• Data

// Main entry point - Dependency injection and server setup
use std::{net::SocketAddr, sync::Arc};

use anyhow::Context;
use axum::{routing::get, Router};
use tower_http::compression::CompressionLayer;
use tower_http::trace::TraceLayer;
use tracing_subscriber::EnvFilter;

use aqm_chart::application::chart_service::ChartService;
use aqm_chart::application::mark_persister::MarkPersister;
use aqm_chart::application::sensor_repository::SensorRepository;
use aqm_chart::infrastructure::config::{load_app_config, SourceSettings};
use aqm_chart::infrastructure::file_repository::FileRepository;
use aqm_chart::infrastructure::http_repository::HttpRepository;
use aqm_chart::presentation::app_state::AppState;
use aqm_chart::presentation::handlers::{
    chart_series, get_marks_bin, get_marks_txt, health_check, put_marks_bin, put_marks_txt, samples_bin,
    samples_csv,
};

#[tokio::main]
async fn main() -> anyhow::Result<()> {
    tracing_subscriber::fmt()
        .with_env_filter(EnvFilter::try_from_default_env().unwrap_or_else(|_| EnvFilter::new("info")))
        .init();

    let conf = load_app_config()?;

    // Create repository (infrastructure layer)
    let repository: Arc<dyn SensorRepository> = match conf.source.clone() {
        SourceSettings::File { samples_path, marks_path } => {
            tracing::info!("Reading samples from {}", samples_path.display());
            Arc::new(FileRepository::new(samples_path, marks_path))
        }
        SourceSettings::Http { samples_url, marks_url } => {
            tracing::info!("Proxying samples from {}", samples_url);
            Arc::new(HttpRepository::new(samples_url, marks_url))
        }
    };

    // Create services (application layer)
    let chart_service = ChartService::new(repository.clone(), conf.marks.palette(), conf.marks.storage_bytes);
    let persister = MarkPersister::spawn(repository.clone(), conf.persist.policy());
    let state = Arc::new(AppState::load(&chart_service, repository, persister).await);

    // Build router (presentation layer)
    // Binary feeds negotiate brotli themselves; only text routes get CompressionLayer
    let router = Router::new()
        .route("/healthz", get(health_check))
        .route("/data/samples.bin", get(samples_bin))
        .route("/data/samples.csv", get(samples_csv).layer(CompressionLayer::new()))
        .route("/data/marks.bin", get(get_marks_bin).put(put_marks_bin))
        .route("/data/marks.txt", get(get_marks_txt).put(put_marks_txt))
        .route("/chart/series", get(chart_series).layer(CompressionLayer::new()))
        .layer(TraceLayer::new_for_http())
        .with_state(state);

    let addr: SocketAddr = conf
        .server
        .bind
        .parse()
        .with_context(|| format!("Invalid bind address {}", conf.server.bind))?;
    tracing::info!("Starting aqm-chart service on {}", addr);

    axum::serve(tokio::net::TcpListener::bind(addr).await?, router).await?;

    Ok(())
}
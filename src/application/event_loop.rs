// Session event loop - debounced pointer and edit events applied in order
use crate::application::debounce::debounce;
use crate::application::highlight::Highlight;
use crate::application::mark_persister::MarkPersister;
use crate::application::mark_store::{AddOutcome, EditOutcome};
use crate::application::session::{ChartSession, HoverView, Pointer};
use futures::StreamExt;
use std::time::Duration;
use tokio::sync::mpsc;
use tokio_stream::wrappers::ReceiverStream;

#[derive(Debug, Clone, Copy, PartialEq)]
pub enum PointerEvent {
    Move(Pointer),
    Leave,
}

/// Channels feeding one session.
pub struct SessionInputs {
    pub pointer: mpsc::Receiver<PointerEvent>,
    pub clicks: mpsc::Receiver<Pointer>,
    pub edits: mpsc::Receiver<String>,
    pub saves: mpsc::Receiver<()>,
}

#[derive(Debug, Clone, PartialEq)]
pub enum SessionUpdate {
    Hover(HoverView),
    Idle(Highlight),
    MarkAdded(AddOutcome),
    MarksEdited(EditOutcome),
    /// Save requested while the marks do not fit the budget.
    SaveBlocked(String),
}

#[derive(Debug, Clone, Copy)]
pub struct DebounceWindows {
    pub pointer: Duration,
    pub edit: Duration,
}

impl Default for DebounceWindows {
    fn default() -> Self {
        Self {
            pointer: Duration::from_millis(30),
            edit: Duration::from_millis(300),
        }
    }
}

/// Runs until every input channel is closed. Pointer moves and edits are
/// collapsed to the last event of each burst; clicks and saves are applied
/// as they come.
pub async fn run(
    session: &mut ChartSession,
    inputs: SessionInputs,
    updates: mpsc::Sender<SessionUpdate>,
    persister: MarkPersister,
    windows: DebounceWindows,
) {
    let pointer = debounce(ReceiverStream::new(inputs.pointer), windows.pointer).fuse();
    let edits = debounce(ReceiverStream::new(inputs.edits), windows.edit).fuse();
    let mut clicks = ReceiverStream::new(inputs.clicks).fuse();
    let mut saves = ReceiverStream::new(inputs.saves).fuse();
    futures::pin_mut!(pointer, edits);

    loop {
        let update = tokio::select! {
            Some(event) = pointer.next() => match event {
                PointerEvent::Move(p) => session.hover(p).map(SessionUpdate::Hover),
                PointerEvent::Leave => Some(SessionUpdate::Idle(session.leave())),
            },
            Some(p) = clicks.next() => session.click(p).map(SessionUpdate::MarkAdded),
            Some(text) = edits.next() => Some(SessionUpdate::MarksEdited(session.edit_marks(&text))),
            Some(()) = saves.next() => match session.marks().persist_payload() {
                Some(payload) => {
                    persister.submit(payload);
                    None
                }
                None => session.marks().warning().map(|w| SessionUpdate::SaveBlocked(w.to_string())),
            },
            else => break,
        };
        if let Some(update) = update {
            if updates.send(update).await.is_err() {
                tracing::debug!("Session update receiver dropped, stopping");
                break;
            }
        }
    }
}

...

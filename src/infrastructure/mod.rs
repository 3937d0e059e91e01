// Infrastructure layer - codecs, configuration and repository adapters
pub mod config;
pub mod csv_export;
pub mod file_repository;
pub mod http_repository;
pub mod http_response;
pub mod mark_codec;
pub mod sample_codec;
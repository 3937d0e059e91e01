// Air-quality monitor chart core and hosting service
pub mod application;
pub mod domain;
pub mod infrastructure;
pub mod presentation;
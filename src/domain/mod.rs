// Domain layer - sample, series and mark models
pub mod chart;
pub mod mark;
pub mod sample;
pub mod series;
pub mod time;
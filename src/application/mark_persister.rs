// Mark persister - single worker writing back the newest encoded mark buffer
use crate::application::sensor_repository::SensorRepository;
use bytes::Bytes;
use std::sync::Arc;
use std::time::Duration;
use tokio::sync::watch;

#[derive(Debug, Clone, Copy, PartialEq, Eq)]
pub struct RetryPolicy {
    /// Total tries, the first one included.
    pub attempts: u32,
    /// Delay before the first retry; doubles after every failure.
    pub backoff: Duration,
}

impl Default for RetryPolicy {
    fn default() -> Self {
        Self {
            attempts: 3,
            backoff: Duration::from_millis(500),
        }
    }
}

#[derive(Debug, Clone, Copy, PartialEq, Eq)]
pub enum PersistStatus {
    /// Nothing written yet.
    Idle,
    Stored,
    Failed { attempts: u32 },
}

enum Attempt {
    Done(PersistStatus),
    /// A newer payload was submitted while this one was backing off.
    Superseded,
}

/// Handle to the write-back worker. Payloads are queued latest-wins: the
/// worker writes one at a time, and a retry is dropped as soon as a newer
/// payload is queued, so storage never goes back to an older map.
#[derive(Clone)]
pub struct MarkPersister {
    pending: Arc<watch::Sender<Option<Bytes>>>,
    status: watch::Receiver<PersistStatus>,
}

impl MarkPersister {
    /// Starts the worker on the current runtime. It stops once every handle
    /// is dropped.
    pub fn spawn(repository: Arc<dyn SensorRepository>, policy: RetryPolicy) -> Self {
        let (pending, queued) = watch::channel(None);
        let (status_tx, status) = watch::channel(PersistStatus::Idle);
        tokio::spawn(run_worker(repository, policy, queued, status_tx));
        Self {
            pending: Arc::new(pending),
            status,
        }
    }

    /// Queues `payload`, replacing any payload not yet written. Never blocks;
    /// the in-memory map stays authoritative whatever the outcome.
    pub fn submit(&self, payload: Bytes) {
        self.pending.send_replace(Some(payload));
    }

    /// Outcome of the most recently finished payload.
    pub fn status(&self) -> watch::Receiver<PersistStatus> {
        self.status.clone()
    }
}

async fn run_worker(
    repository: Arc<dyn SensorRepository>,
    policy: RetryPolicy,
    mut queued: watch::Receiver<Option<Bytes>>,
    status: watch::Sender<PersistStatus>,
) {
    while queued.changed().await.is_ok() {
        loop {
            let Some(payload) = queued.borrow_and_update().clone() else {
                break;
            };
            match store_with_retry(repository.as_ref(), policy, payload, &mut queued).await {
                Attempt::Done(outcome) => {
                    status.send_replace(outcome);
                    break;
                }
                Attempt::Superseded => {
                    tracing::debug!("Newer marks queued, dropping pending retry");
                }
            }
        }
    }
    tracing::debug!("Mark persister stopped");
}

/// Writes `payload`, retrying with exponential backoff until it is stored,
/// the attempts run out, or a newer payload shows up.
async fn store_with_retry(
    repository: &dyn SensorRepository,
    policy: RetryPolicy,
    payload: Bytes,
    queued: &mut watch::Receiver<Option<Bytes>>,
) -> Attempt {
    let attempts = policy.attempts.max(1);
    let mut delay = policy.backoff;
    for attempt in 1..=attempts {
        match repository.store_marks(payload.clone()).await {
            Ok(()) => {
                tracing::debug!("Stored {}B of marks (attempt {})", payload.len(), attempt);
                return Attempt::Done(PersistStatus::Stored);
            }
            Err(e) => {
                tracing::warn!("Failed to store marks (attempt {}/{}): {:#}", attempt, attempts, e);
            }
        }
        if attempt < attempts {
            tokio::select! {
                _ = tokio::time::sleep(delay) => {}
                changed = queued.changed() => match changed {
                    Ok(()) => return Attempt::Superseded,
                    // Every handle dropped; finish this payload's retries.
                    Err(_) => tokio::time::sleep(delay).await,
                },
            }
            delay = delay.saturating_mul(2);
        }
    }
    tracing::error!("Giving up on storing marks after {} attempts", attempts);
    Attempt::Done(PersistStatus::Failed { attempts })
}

• Exercise objective
Working from the records above, write out verbatim only the lines from the line containing "and server setup" through the line containing "use aqm_chart::application::chart_service::ChartService;".

• Finished task
// Main entry point - Dependency injection and server setup
use std::{net::SocketAddr, sync::Arc};

use anyhow::Context;
use axum::{routing::get, Router};
use tower_http::compression::CompressionLayer;
use tower_http::trace::TraceLayer;
use tracing_subscriber::EnvFilter;

use aqm_chart::application::chart_service::ChartService;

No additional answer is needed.